Owing to its dark, iron gray color, Ovis stonei is often called the “black” mountain sheep. Despite its dark color, the Stone sheep is probably a geographic race of the pure white Dall sheep of Alaska. It has the same slender, gracefully coiled horns, frequently amber colored and extended in a widely spread spiral.

Its range lies in northern British Columbia, especially about the upper Stikine River and its tributaries; thence it extends easterly to Laurier Pass in the Rocky Mountains, north of Peace River, and south perhaps to Babine Lake. Unfortunately it appears to have become extinct in the southern border of its range, so that its real relationship with the Rocky Mountain sheep farther south may never be determined.
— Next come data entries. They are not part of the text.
//! Error types for the splitter.
//!
//! This module defines all error types that can occur while driving the
//! document-processor host and writing extracted blocks.

use std::path::PathBuf;

/// Result type alias for splitter operations.
pub type Result<T> = std::result::Result<T, Error>;

/// Error types that can occur while splitting a document.
#[derive(Debug, thiserror::Error)]
pub enum Error {
    /// Source document could not be opened (missing file, host refused, unresolvable lock)
    #[error("Failed to open {path}: {reason}")]
    Open {
        /// Source document path
        path: PathBuf,
        /// Reason reported by the host or the filesystem
        reason: String,
    },

    /// Host process could not be started
    #[error("Failed to launch automation host: {0}")]
    Launch(String),

    /// Anchor position of a single marker could not be read
    #[error("Failed to read anchor of marker #{ordinal}: {reason}")]
    MarkerRead {
        /// Ordinal of the marker in the chain (0-based)
        ordinal: usize,
        /// Reason for the failure
        reason: String,
    },

    /// Moving the cursor or extending the selection failed
    #[error("Selection failed: {0}")]
    Selection(String),

    /// Save-as-selection failed or produced no file
    #[error("Save to {path} failed: {reason}")]
    Save {
        /// Target output path
        path: PathBuf,
        /// Reason for the failure
        reason: String,
    },

    /// Closing and reopening the source failed, including the restart escalation
    #[error("Failed to reacquire session for {path} after {attempts} attempts: {reason}")]
    Reacquire {
        /// Source document path
        path: PathBuf,
        /// Number of reopen attempts made before escalating
        attempts: u32,
        /// Last reason reported
        reason: String,
    },

    /// Marker chain links back to an already visited control
    #[error("Marker chain loops back to control {0}")]
    CircularChain(u64),

    /// Generic failure reported by the host
    #[error("Host error: {0}")]
    Host(#[from] crate::host::HostError),

    /// Output name template is unusable
    #[error("Invalid name pattern '{pattern}': {reason}")]
    InvalidPattern {
        /// The offending template
        pattern: String,
        /// What is wrong with it
        reason: String,
    },

    /// Unknown document format tag
    #[error("Unsupported document format: {0}")]
    InvalidFormat(String),

    /// Configuration could not be loaded or is inconsistent
    #[error("Configuration error: {0}")]
    Config(String),

    /// Batch manifest could not be read
    #[error("Manifest error at line {line}: {reason}")]
    Manifest {
        /// 1-based line (or record) number
        line: usize,
        /// Reason for the failure
        reason: String,
    },

    /// IO error
    #[error("IO error: {0}")]
    Io(#[from] std::io::Error),

    /// JSON (de)serialization error
    #[error("JSON error: {0}")]
    Json(#[from] serde_json::Error),
}

impl Error {
    /// Whether this error ends a whole batch rather than a single block.
    ///
    /// Open failures, launch failures and exhausted reacquire escalation are
    /// fatal; everything else is recorded against the block and the run goes on.
    pub fn is_fatal(&self) -> bool {
        matches!(self, Error::Open { .. } | Error::Launch(_) | Error::Reacquire { .. })
    }

    pub(crate) fn open(path: impl Into<PathBuf>, reason: impl ToString) -> Self {
        Error::Open {
            path: path.into(),
            reason: reason.to_string(),
        }
    }

    pub(crate) fn save(path: impl Into<PathBuf>, reason: impl ToString) -> Self {
        Error::Save {
            path: path.into(),
            reason: reason.to_string(),
        }
    }
}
The sheep occupying the mountains between the home of typical stonei and that of dalli in northwestern British Columbia and southeastern Yukon Territory are characterized by having white heads, with bodies of a varying shade of iron gray, thus showing evident intergradation on a great scale between the white northern sheep and the “black” sheep of the Stikine. These intermediate animals have been called the Fannin, or saddle-backed, sheep (Ovis fannini). Hunters report a considerable mingling of entirely white animals among flocks of these intergrading animals, and occasionally white individuals are seen even in flocks of the typical dark sheep of the Stikine country.
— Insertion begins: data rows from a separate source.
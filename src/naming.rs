//! Output file naming.
//!
//! A name pattern is a template with placeholders:
//!
//! - `{index}` / `{index:03}` - the block's 1-based ordinal, optionally zero-padded
//! - `{stem}` - source file name without extension
//! - `{ext}` - extension of the output format
//!
//! Every pattern must contain an `{index}` placeholder, which keeps names
//! within one run pairwise distinct.

use crate::error::{Error, Result};
use lazy_static::lazy_static;
use regex::Regex;
use std::collections::HashSet;
use std::path::{Path, PathBuf};

lazy_static! {
    static ref PLACEHOLDER: Regex = Regex::new(r"\{([a-z]+)(?::0?(\d+))?\}").unwrap();
}

#[derive(Debug, Clone, PartialEq, Eq)]
enum Part {
    Literal(String),
    Index { width: usize },
    Stem,
    Ext,
}

/// A parsed output name template.
#[derive(Debug, Clone, PartialEq, Eq)]
pub struct NamePattern {
    source: String,
    parts: Vec<Part>,
}

impl NamePattern {
    /// Default template: source stem plus a three-digit ordinal.
    pub const DEFAULT: &'static str = "{stem}_{index:03}.{ext}";

    /// Parse a template.
    pub fn parse(pattern: &str) -> Result<Self> {
        let invalid = |reason: &str| Error::InvalidPattern {
            pattern: pattern.to_string(),
            reason: reason.to_string(),
        };

        let mut parts = Vec::new();
        let mut last = 0;
        let mut has_index = false;

        for caps in PLACEHOLDER.captures_iter(pattern) {
            let whole = caps.get(0).ok_or_else(|| invalid("malformed placeholder"))?;
            if whole.start() > last {
                parts.push(Part::Literal(pattern[last..whole.start()].to_string()));
            }
            let width = caps.get(2).map(|w| w.as_str().parse::<usize>());
            let part = match (&caps[1], width) {
                ("index", None) => Part::Index { width: 0 },
                ("index", Some(Ok(width))) if width <= 12 => Part::Index { width },
                ("index", Some(_)) => return Err(invalid("index width must be at most 12")),
                ("stem", None) => Part::Stem,
                ("ext", None) => Part::Ext,
                (name, _) => return Err(invalid(&format!("unknown placeholder '{}'", name))),
            };
            has_index |= matches!(part, Part::Index { .. });
            parts.push(part);
            last = whole.end();
        }
        if last < pattern.len() {
            parts.push(Part::Literal(pattern[last..].to_string()));
        }

        if !has_index {
            return Err(invalid("pattern must contain an {index} placeholder"));
        }
        let stray = parts.iter().any(|p| match p {
            Part::Literal(s) => s.contains('{') || s.contains('}'),
            _ => false,
        });
        if stray {
            return Err(invalid("unbalanced or malformed braces"));
        }

        Ok(Self {
            source: pattern.to_string(),
            parts,
        })
    }

    /// The template text.
    pub fn as_str(&self) -> &str {
        &self.source
    }

    /// File name for a block ordinal.
    pub fn render(&self, ordinal: usize, stem: &str, ext: &str) -> String {
        let mut out = String::new();
        for part in &self.parts {
            match part {
                Part::Literal(s) => out.push_str(s),
                Part::Index { width } => out.push_str(&format!("{:0width$}", ordinal, width = *width)),
                Part::Stem => out.push_str(stem),
                Part::Ext => out.push_str(ext),
            }
        }
        out
    }

    /// Output paths for `ordinals` under `dir`, checked for collisions.
    pub fn paths_for(
        &self,
        dir: &Path,
        ordinals: &[usize],
        stem: &str,
        ext: &str,
    ) -> Result<Vec<PathBuf>> {
        let mut seen = HashSet::with_capacity(ordinals.len());
        let mut paths = Vec::with_capacity(ordinals.len());
        for &ordinal in ordinals {
            let path = dir.join(self.render(ordinal, stem, ext));
            if !seen.insert(path.clone()) {
                return Err(Error::InvalidPattern {
                    pattern: self.source.clone(),
                    reason: format!("name collision at {}", path.display()),
                });
            }
            paths.push(path);
        }
        Ok(paths)
    }
}

impl Default for NamePattern {
    fn default() -> Self {
        // The default template is a constant known to parse
        Self {
            source: Self::DEFAULT.to_string(),
            parts: vec![
                Part::Stem,
                Part::Literal("_".to_string()),
                Part::Index { width: 3 },
                Part::Literal(".".to_string()),
                Part::Ext,
            ],
        }
    }
}

/// File stem of `path`, or `"document"` when it has none.
pub fn source_stem(path: &Path) -> String {
    path.file_stem()
        .map(|s| s.to_string_lossy().into_owned())
        .unwrap_or_else(|| "document".to_string())
}

#[cfg(test)]
mod tests {
    use super::*;

    #[test]
    fn test_default_pattern() {
        let pattern = NamePattern::parse(NamePattern::DEFAULT).unwrap();
        assert_eq!(pattern, NamePattern::default());
        assert_eq!(pattern.render(7, "exam", "hwp"), "exam_007.hwp");
        assert_eq!(pattern.render(1234, "exam", "hwp"), "exam_1234.hwp");
    }

    #[test]
    fn test_unpadded_index() {
        let pattern = NamePattern::parse("problem-{index}.txt").unwrap();
        assert_eq!(pattern.render(12, "ignored", "hwp"), "problem-12.txt");
    }

    #[test]
    fn test_width_without_leading_zero() {
        let pattern = NamePattern::parse("{index:4}").unwrap();
        assert_eq!(pattern.render(5, "", ""), "0005");
    }

    #[test]
    fn test_rejects_missing_index() {
        assert!(NamePattern::parse("{stem}.{ext}").is_err());
        assert!(NamePattern::parse("fixed.hwp").is_err());
    }

    #[test]
    fn test_rejects_unknown_and_stray() {
        assert!(NamePattern::parse("{index}_{date}").is_err());
        assert!(NamePattern::parse("{index}_{stem").is_err());
        assert!(NamePattern::parse("{stem:03}_{index}").is_err());
    }

    #[test]
    fn test_paths_are_distinct() {
        let pattern = NamePattern::default();
        let ordinals: Vec<usize> = (1..=1500).collect();
        let paths = pattern.paths_for(Path::new("out"), &ordinals, "exam", "hwp").unwrap();
        let unique: HashSet<_> = paths.iter().collect();
        assert_eq!(unique.len(), ordinals.len());
        assert_eq!(paths[0], Path::new("out").join("exam_001.hwp"));
    }

    #[test]
    fn test_duplicate_ordinals_collide() {
        let pattern = NamePattern::default();
        assert!(pattern.paths_for(Path::new("out"), &[3, 3], "exam", "hwp").is_err());
    }

    #[test]
    fn test_source_stem() {
        assert_eq!(source_stem(Path::new("/tmp/exam 2024.hwp")), "exam 2024");
        assert_eq!(source_stem(Path::new("/")), "document");
    }
}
Like the white Alaskan sheep, the Stone sheep exists in great abundance in many parts of its range, especially east of Dease Lake. It usually ranges in flocks, those made up of ewes and young rams often containing a considerable number. The old bucks, except in fall, keep by themselves in smaller bands in separate parts of the range. The Stone sheep lives in one of the most notable big-game fields of the continent. Its home above timberline is shared with the mountain goat and in the lower open slopes with the caribou, while within the adjacent forests wander the moose and two or more species of bear.

Owing to its frequenting remote and sparsely inhabited country, it continues to exist in large numbers; but if its range becomes more accessible, only the most stringent protection can save this splendid animal from the extermination already accomplished on the southern border of its range.